Items listed in a dataset:

-.-.-

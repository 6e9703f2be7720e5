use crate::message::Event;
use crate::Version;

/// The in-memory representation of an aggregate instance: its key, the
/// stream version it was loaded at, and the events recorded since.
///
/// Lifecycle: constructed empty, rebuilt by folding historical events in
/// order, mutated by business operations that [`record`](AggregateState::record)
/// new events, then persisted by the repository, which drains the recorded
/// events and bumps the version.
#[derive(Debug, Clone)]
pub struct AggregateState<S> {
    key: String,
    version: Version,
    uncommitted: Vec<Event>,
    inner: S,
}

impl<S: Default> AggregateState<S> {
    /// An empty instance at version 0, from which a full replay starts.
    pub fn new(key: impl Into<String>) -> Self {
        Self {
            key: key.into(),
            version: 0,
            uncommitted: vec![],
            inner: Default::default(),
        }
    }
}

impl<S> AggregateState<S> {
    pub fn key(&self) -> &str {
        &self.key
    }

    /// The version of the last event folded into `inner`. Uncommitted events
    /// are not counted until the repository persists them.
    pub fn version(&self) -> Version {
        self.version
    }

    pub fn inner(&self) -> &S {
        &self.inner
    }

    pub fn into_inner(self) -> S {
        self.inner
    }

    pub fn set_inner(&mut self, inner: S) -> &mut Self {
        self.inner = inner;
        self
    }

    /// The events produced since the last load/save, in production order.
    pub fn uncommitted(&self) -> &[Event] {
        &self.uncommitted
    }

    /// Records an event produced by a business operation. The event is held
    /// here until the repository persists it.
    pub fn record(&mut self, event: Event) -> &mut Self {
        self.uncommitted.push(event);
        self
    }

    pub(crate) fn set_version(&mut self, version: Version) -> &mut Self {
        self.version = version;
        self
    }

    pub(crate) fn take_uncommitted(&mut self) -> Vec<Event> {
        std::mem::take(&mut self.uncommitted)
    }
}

-.-.-

## PROBLEM DETAILS
A single figure is all that is needed: the number of lines above that contain the string "until".

## WRITTEN ANSWER
2